=== Records shown ===

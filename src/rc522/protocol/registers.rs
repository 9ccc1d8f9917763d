/// MFRC522 register map and the bit layouts of the registers the driver touches

/// Register addresses (6 bits, 0x00..=0x3F)
#[derive(Debug, Clone, Copy, PartialEq, Eq, Hash)]
#[repr(u8)]
pub enum Register {
    // Page 0: command and status
    Command = 0x01,
    ComIEn = 0x02,
    DivIEn = 0x03,
    ComIrq = 0x04,
    DivIrq = 0x05,
    Error = 0x06,
    Status1 = 0x07,
    Status2 = 0x08,
    FifoData = 0x09,
    FifoLevel = 0x0A,
    WaterLevel = 0x0B,
    Control = 0x0C,
    BitFraming = 0x0D,
    Coll = 0x0E,

    // Page 1: command configuration
    Mode = 0x11,
    TxMode = 0x12,
    RxMode = 0x13,
    TxControl = 0x14,
    TxAsk = 0x15,
    TxSel = 0x16,
    RxSel = 0x17,
    RxThreshold = 0x18,
    Demod = 0x19,
    MfTx = 0x1C,
    MfRx = 0x1D,
    SerialSpeed = 0x1F,

    // Page 2: analog and timer configuration
    CrcResultMsb = 0x21,
    CrcResultLsb = 0x22,
    ModWidth = 0x24,
    RfCfg = 0x26,
    GsN = 0x27,
    CwGsP = 0x28,
    ModGsP = 0x29,
    TMode = 0x2A,
    TPrescaler = 0x2B,
    TReloadHi = 0x2C,
    TReloadLo = 0x2D,
    TCounterValueHi = 0x2E,
    TCounterValueLo = 0x2F,

    // Page 3: test registers
    TestSel1 = 0x31,
    TestSel2 = 0x32,
    TestPinEn = 0x33,
    TestPinValue = 0x34,
    TestBus = 0x35,
    AutoTest = 0x36,
    Version = 0x37,
    AnalogTest = 0x38,
    TestDac1 = 0x39,
    TestDac2 = 0x3A,
    TestAdc = 0x3B,
}

impl Into<u8> for Register {
    fn into(self) -> u8 {
        self as u8
    }
}

impl Register {
    /// Every documented register, in address order
    pub const ALL: [Register; 50] = [
        Self::Command, Self::ComIEn, Self::DivIEn, Self::ComIrq, Self::DivIrq,
        Self::Error, Self::Status1, Self::Status2, Self::FifoData, Self::FifoLevel,
        Self::WaterLevel, Self::Control, Self::BitFraming, Self::Coll,
        Self::Mode, Self::TxMode, Self::RxMode, Self::TxControl, Self::TxAsk,
        Self::TxSel, Self::RxSel, Self::RxThreshold, Self::Demod, Self::MfTx,
        Self::MfRx, Self::SerialSpeed,
        Self::CrcResultMsb, Self::CrcResultLsb, Self::ModWidth, Self::RfCfg,
        Self::GsN, Self::CwGsP, Self::ModGsP, Self::TMode, Self::TPrescaler,
        Self::TReloadHi, Self::TReloadLo, Self::TCounterValueHi, Self::TCounterValueLo,
        Self::TestSel1, Self::TestSel2, Self::TestPinEn, Self::TestPinValue,
        Self::TestBus, Self::AutoTest, Self::Version, Self::AnalogTest,
        Self::TestDac1, Self::TestDac2, Self::TestAdc,
    ];

    /// Get the 6-bit register address
    pub fn address(self) -> u8 {
        self as u8
    }

    /// Register page (0..=3)
    pub fn page(self) -> u8 {
        self.address() >> 4
    }

    /// Create from raw address value
    pub fn from_address(addr: u8) -> Option<Self> {
        Self::ALL.iter().copied().find(|r| r.address() == addr)
    }

    /// Reading this register has side effects (it pops the FIFO)
    pub fn is_volatile(self) -> bool {
        self == Self::FifoData
    }
}

/// Reset value of GsNReg, used to confirm the chip came out of soft reset
pub const GSN_RESET_VALUE: u8 = 0x88;

bitflags::bitflags! {
    /// ComIrqReg / ComIEnReg
    #[derive(Debug, Clone, Copy, PartialEq, Eq)]
    pub struct ComIrq: u8 {
        const TIMER    = 0x01;
        const ERR      = 0x02;
        const LO_ALERT = 0x04;
        const HI_ALERT = 0x08;
        const IDLE     = 0x10;
        const RX       = 0x20;
        const TX       = 0x40;
        /// Write-only: 1 sets the marked bits, 0 clears them
        const SET1     = 0x80;
    }
}

bitflags::bitflags! {
    /// DivIrqReg
    #[derive(Debug, Clone, Copy, PartialEq, Eq)]
    pub struct DivIrq: u8 {
        const CRC      = 0x04;
        const MFIN_ACT = 0x10;
        const SET2     = 0x80;
    }
}

bitflags::bitflags! {
    /// ErrorReg
    #[derive(Debug, Clone, Copy, PartialEq, Eq)]
    pub struct ErrorFlags: u8 {
        const PROTOCOL         = 0x01;
        const PARITY           = 0x02;
        const CRC              = 0x04;
        const COLLISION        = 0x08;
        const BUFFER_OVERFLOW  = 0x10;
        const TEMPERATURE      = 0x40;
        const WRITE            = 0x80;
    }
}

impl ErrorFlags {
    /// Errors that always invalidate a received frame
    pub const RECEIVE_FAULTS: ErrorFlags = ErrorFlags::PROTOCOL
        .union(ErrorFlags::PARITY)
        .union(ErrorFlags::COLLISION)
        .union(ErrorFlags::BUFFER_OVERFLOW);
}

bitflags::bitflags! {
    /// Status2Reg
    #[derive(Debug, Clone, Copy, PartialEq, Eq)]
    pub struct Status2: u8 {
        const MODEM_STATE    = 0x07;
        const CRYPTO1_ON     = 0x08;
        const I2C_FORCE_HS   = 0x40;
        const TEMP_SENS_CLEAR = 0x80;
    }
}

/// Single-purpose bits of the configuration registers
pub mod bits {
    /// CommandReg: analog part powered down (still set while soft reset runs)
    pub const POWER_DOWN: u8 = 0x10;
    /// CommandReg: command code field
    pub const COMMAND_MASK: u8 = 0x0F;
    /// FIFOLevelReg: flush the FIFO
    pub const FLUSH_BUFFER: u8 = 0x80;
    /// FIFOLevelReg: number of bytes stored
    pub const FIFO_LEVEL_MASK: u8 = 0x7F;
    /// ControlReg: stop the timer now
    pub const TSTOP_NOW: u8 = 0x80;
    /// ControlReg: start the timer now
    pub const TSTART_NOW: u8 = 0x40;
    /// ControlReg: valid bits in the last received byte (0 = whole byte)
    pub const RX_LAST_BITS: u8 = 0x07;
    /// BitFramingReg: start transmission of a Transceive
    pub const START_SEND: u8 = 0x80;
    /// BitFramingReg: a REQA/WUPA short frame is 7 bits long
    pub const SHORT_FRAME: u8 = 0x07;
    /// TxModeReg / RxModeReg: hardware CRC generation and check
    pub const CRC_EN: u8 = 0x80;
    /// TxControlReg: drive both TX1 and TX2
    pub const ANTENNA_ON: u8 = 0x03;
    /// CollReg: clear received bits after a collision
    pub const VALUES_AFTER_COLL: u8 = 0x80;
    /// ComIEnReg: IRQ pin inverted
    pub const IRQ_INV: u8 = 0x80;
}

/// Timer configuration written before every exchange
///
/// TModeReg = 0x87 (TAuto, prescaler high nibble 0x7) with TPrescalerReg = 0xFF gives
/// a 2047 prescaler, i.e. one reload tick is roughly 0.3 ms.
pub mod timer {
    pub const EXCHANGE_TMODE: u8 = 0x87;
    pub const EXCHANGE_TPRESCALER: u8 = 0xFF;
}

===

The expected answer is a word-for-word copy of every line from the one that contains "pub const TSTOP_NOW: u8 = 0x80;" through the final line of the material.

- _Solved problem_
    pub const TSTOP_NOW: u8 = 0x80;
    /// ControlReg: start the timer now
    pub const TSTART_NOW: u8 = 0x40;
    /// ControlReg: valid bits in the last received byte (0 = whole byte)
    pub const RX_LAST_BITS: u8 = 0x07;
    /// BitFramingReg: start transmission of a Transceive
    pub const START_SEND: u8 = 0x80;
    /// BitFramingReg: a REQA/WUPA short frame is 7 bits long
    pub const SHORT_FRAME: u8 = 0x07;
    /// TxModeReg / RxModeReg: hardware CRC generation and check
    pub const CRC_EN: u8 = 0x80;
    /// TxControlReg: drive both TX1 and TX2
    pub const ANTENNA_ON: u8 = 0x03;
    /// CollReg: clear received bits after a collision
    pub const VALUES_AFTER_COLL: u8 = 0x80;
    /// ComIEnReg: IRQ pin inverted
    pub const IRQ_INV: u8 = 0x80;
}

/// Timer configuration written before every exchange
///
/// TModeReg = 0x87 (TAuto, prescaler high nibble 0x7) with TPrescalerReg = 0xFF gives
/// a 2047 prescaler, i.e. one reload tick is roughly 0.3 ms.
pub mod timer {
    pub const EXCHANGE_TMODE: u8 = 0x87;
    pub const EXCHANGE_TPRESCALER: u8 = 0xFF;
}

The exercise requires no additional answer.